Professor David Murphy, Professor of Experimental Medicine at the University’s School of Clinical Sciences, who led the BBSRC and BHF grants added: “We will now look at the regulation of genes in specific brain regions controlling blood pressure and assess how sleep apnoea, exercise and ageing influence them. This information may provide us with much needed new insight into the design of effective treatment strategies aimed at the nervous system for more efficacious control of blood pressure.”
These new funds will bolster synergy between the University of Bristol, the Bristol Heart Institute and University Hospitals Bristol NHS Foundation Trust enabling collaborative research aimed at combating high blood pressure. The funds will further the development of The Bristol Neuro-Cardiovascular Network, a truly multi-disciplinary approach that bridges laboratory based research to improved patient treatment.
In addition, a Specialist Hypertension Research Clinic has also been started at the Bristol Heart Institute to specifically assist patients with hard to control blood pressure. Dr Angus Nightingale, who runs the clinic, commented: “The recently set up hypertension research clinic in the Bristol Heart Institute represents a new way of working between the NHS and University of Bristol. We now have the means to rapidly turn the novel ideas of our scientists in Bristol into benefits for patients in the city and, indeed, across the South West region with difficult to treat high blood pressure."

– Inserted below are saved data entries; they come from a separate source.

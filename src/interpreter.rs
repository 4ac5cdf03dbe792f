use std::collections::BTreeMap;

use tracing::debug;

use crate::continuation::{Collected, ContinuationController, InputSource, ReadLine};
use crate::context::ExecutionContext;
use crate::error::{Error, Result};
use crate::macros::Macro;
use crate::parser::{StatementParser, DEFAULT_TERMINATOR};
use crate::redirect;
use crate::registry::CommandRegistry;
use crate::statement::Statement;
use crate::tokenizer::strip_quotes;

/// The interpreter loop: read a line, collect it into a complete statement,
/// resolve macros, apply redirection, dispatch, restore.
///
/// Commands, aliases, and macros are three disjoint namespaces; creation in
/// any one of them checks the other two. The `macro` and `alias` management
/// commands are built in because they mutate the parser and macro table.
pub struct Interpreter {
    parser: StatementParser,
    registry: CommandRegistry,
    macros: BTreeMap<String, Macro>,
    continuation: ContinuationController,
    ctx: ExecutionContext,
    prompt: String,
    continuation_prompt: String,
}

impl Interpreter {
    /// Build an interpreter around a command registry.
    ///
    /// Every registered command name is validated against the parser
    /// configuration; a name that collides with a shortcut prefix or
    /// contains operator characters is a construction error, not a runtime
    /// surprise.
    pub fn new(
        registry: CommandRegistry,
        shortcuts: Vec<(String, String)>,
        ctx: ExecutionContext,
    ) -> Result<Interpreter> {
        let parser = StatementParser::new(
            vec![DEFAULT_TERMINATOR],
            registry.multiline_commands(),
            shortcuts,
        );
        for name in registry.command_names() {
            parser.validate_name(&name)?;
        }
        for name in [MACRO_COMMAND, ALIAS_COMMAND] {
            parser.validate_name(name)?;
        }
        Ok(Interpreter {
            parser,
            registry,
            macros: BTreeMap::new(),
            continuation: ContinuationController::new(false),
            ctx,
            prompt: "cmdkit> ".to_string(),
            continuation_prompt: "> ".to_string(),
        })
    }

    pub fn set_prompt(&mut self, prompt: &str) {
        self.prompt = prompt.to_string();
    }

    pub fn set_continuation_prompt(&mut self, prompt: &str) {
        self.continuation_prompt = prompt.to_string();
    }

    /// When set, an interrupt while reading input ends the interpreter
    /// instead of discarding the current line.
    pub fn set_quit_on_interrupt(&mut self, quit: bool) {
        self.continuation.set_quit_on_interrupt(quit);
    }

    pub fn set_allow_redirection(&mut self, allow: bool) {
        self.ctx.allow_redirection = allow;
    }

    pub fn parser(&self) -> &StatementParser {
        &self.parser
    }

    pub fn macros(&self) -> &BTreeMap<String, Macro> {
        &self.macros
    }

    pub fn context_mut(&mut self) -> &mut ExecutionContext {
        &mut self.ctx
    }

    /// Run until end of input, a handler requests a stop, or an interrupt is
    /// configured fatal. Errors from individual statements are reported and
    /// the loop continues.
    pub fn run(&mut self, source: &mut dyn InputSource) -> Result<()> {
        loop {
            match source.next_line(&self.prompt)? {
                ReadLine::Eof => return Ok(()),
                ReadLine::Interrupted => {
                    if self.continuation.quit_on_interrupt() {
                        return Err(Error::Interrupted);
                    }
                }
                ReadLine::Line(line) => match self.execute_line(&line, source) {
                    Ok(true) => return Ok(()),
                    Ok(false) => {}
                    Err(Error::Interrupted) if self.continuation.quit_on_interrupt() => {
                        return Err(Error::Interrupted);
                    }
                    Err(e) => self.ctx.error(&e.to_string()),
                },
            }
        }
    }

    /// Execute one typed line, collecting continuation input from `source`
    /// as needed. Returns whether a handler requested a stop.
    pub fn execute_line(&mut self, line: &str, source: &mut dyn InputSource) -> Result<bool> {
        match self.input_line_to_statement(line, source)? {
            Collected::Empty => Ok(false),
            Collected::Statement(statement) => self.execute_statement(&statement),
        }
    }

    /// Turn a typed line into its final statement, expanding macros.
    ///
    /// Each macro in a chain expands at most once, so a macro whose value
    /// invokes itself (directly or through other macros) stops expanding
    /// instead of looping. The final statement's `raw` is the line as
    /// originally typed, not any intermediate expansion.
    fn input_line_to_statement(
        &mut self,
        line: &str,
        source: &mut dyn InputSource,
    ) -> Result<Collected> {
        let mut line = line.to_string();
        let mut used_macros: Vec<String> = Vec::new();
        let mut original_raw: Option<String> = None;

        loop {
            let collected = self.continuation.collect(
                &self.parser,
                source,
                &line,
                &self.continuation_prompt,
            )?;
            let mut statement = match collected {
                Collected::Empty => return Ok(Collected::Empty),
                Collected::Statement(statement) => statement,
            };
            if original_raw.is_none() {
                original_raw = Some(statement.raw.clone());
            }

            match self.macros.get(&statement.command) {
                Some(mac) if !used_macros.contains(&statement.command) => {
                    used_macros.push(statement.command.clone());
                    line = mac.resolve(&statement)?;
                    debug!(macro_name = %mac.name, resolved = %line, "macro expanded");
                }
                _ => {
                    if let Some(raw) = original_raw {
                        statement.raw = raw;
                    }
                    return Ok(Collected::Statement(statement));
                }
            }
        }
    }

    /// Run one complete statement: redirection setup, dispatch, teardown.
    ///
    /// Teardown always runs, even when the handler fails, and both setup and
    /// teardown hold interrupt protection so a Ctrl-C cannot strand a
    /// half-swapped output stream.
    pub fn execute_statement(&mut self, statement: &Statement) -> Result<bool> {
        let saved = {
            let _guard = self.ctx.interrupts().protect();
            redirect::begin(&mut self.ctx, statement)?
        };

        let dispatched = self.dispatch(statement);

        let restored = {
            let _guard = self.ctx.interrupts().protect();
            redirect::end(&mut self.ctx, saved)
        };

        let stop = dispatched?;
        restored?;
        Ok(stop)
    }

    fn dispatch(&mut self, statement: &Statement) -> Result<bool> {
        match statement.command.as_str() {
            MACRO_COMMAND => self.do_macro(statement).map(|()| false),
            ALIAS_COMMAND => self.do_alias(statement).map(|()| false),
            _ => self.registry.dispatch(&mut self.ctx, statement),
        }
    }

    // ── macro and alias management commands ──

    fn do_macro(&mut self, statement: &Statement) -> Result<()> {
        match subcommand(statement) {
            Some("create") => {
                let (name, value) = name_and_value(statement, "macro create NAME VALUE")?;
                self.create_macro(&name, &value)
            }
            Some("delete") => {
                if is_delete_all(statement) {
                    self.macros.clear();
                    return self.ctx.writeln("All macros deleted");
                }
                if statement.arg_list.len() < 2 {
                    return Err(Error::Syntax("usage: macro delete NAME... | --all".to_string()));
                }
                for token in &statement.arg_list[1..] {
                    let name = strip_quotes(token);
                    if self.macros.remove(&name).is_some() {
                        self.ctx.writeln(&format!("Macro '{name}' deleted"))?;
                    } else {
                        self.ctx.error(&format!("Macro '{name}' does not exist"));
                    }
                }
                Ok(())
            }
            Some("list") => {
                let names: Vec<String> = if statement.arg_list.len() > 1 {
                    statement.arg_list[1..].iter().map(|t| strip_quotes(t)).collect()
                } else {
                    self.macros.keys().cloned().collect()
                };
                for name in names {
                    match self.macros.get(&name) {
                        Some(mac) => self
                            .ctx
                            .writeln(&format!("macro create {} {}", mac.name, mac.value))?,
                        None => self.ctx.error(&format!("Macro '{name}' not found")),
                    }
                }
                Ok(())
            }
            _ => Err(Error::Syntax(
                "expected one of: macro create, macro delete, macro list".to_string(),
            )),
        }
    }

    fn do_alias(&mut self, statement: &Statement) -> Result<()> {
        match subcommand(statement) {
            Some("create") => {
                let (name, value) = name_and_value(statement, "alias create NAME VALUE")?;
                self.create_alias(&name, &value)
            }
            Some("delete") => {
                if is_delete_all(statement) {
                    self.parser.clear_aliases();
                    return self.ctx.writeln("All aliases deleted");
                }
                if statement.arg_list.len() < 2 {
                    return Err(Error::Syntax("usage: alias delete NAME... | --all".to_string()));
                }
                for token in &statement.arg_list[1..] {
                    let name = strip_quotes(token);
                    if self.parser.remove_alias(&name) {
                        self.ctx.writeln(&format!("Alias '{name}' deleted"))?;
                    } else {
                        self.ctx.error(&format!("Alias '{name}' does not exist"));
                    }
                }
                Ok(())
            }
            Some("list") => {
                let names: Vec<String> = if statement.arg_list.len() > 1 {
                    statement.arg_list[1..].iter().map(|t| strip_quotes(t)).collect()
                } else {
                    self.parser.aliases().keys().cloned().collect()
                };
                for name in names {
                    match self.parser.aliases().get(&name) {
                        Some(value) => self
                            .ctx
                            .writeln(&format!("alias create {name} {value}"))?,
                        None => self.ctx.error(&format!("Alias '{name}' not found")),
                    }
                }
                Ok(())
            }
            _ => Err(Error::Syntax(
                "expected one of: alias create, alias delete, alias list".to_string(),
            )),
        }
    }

    /// Create or overwrite a macro, enforcing the namespace rules.
    pub fn create_macro(&mut self, name: &str, value: &str) -> Result<()> {
        self.parser.validate_name(name)?;
        if self.registry.is_known_command(name) || is_builtin(name) {
            return Err(Error::InvalidName(
                "a macro cannot have the same name as a command".to_string(),
            ));
        }
        if self.parser.has_alias(name) {
            return Err(Error::InvalidName(
                "a macro cannot have the same name as an alias".to_string(),
            ));
        }
        let mac = Macro::create(name, value)?;
        let verb = if self.macros.insert(name.to_string(), mac).is_some() {
            "overwritten"
        } else {
            "created"
        };
        self.ctx.writeln(&format!("Macro '{name}' {verb}"))
    }

    /// Create or overwrite an alias, enforcing the namespace rules.
    pub fn create_alias(&mut self, name: &str, value: &str) -> Result<()> {
        self.parser.validate_name(name)?;
        if self.registry.is_known_command(name) || is_builtin(name) {
            return Err(Error::InvalidName(
                "an alias cannot have the same name as a command".to_string(),
            ));
        }
        if self.macros.contains_key(name) {
            return Err(Error::InvalidName(
                "an alias cannot have the same name as a macro".to_string(),
            ));
        }
        let verb = if self.parser.set_alias(name, value) {
            "overwritten"
        } else {
            "created"
        };
        self.ctx.writeln(&format!("Alias '{name}' {verb}"))
    }
}

const MACRO_COMMAND: &str = "macro";
const ALIAS_COMMAND: &str = "alias";

fn is_builtin(name: &str) -> bool {
    name == MACRO_COMMAND || name == ALIAS_COMMAND
}

fn subcommand(statement: &Statement) -> Option<&str> {
    statement.arg_list.first().map(String::as_str)
}

fn is_delete_all(statement: &Statement) -> bool {
    statement.arg_list.get(1).map(String::as_str) == Some("--all")
}

/// Extract `NAME VALUE...` from a management subcommand.
///
/// Operator tokens that were quoted to get past the parser (a value
/// containing `>` or `|`) are unquoted here so the stored value carries the
/// operator itself.
fn name_and_value(statement: &Statement, usage: &str) -> Result<(String, String)> {
    if statement.arg_list.len() < 3 {
        return Err(Error::Syntax(format!("usage: {usage}")));
    }
    let name = strip_quotes(&statement.arg_list[1]);
    let value = statement.arg_list[2..]
        .iter()
        .map(|token| {
            let stripped = strip_quotes(token);
            if matches!(stripped.as_str(), "|" | ">" | ">>" | ";") {
                stripped
            } else {
                token.clone()
            }
        })
        .collect::<Vec<_>>()
        .join(" ");
    Ok((name, value))
}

Professor Jeremy Pearson, Associate Medical Director at the British Heart Foundation (BHF), said: “We’re very pleased to be supporting this team at the University of Bristol, who we’ve awarded almost £1 million in the past year. Because high blood pressure is poorly understood and treatments are not always effective, research like this to shed new light on its causes could lead to real patient benefit in the future.”
Remarkably, up to 50 per cent of patients on blood pressure tablets continue to have high blood pressure, and many suffer from unpleasant side effects which affect their quality of life. Given the high numbers of patients suffering from high blood pressure, and the poor ability to control it with conventional drug therapy that targets the kidney, it is imperative that we now focus our attention to the nervous system.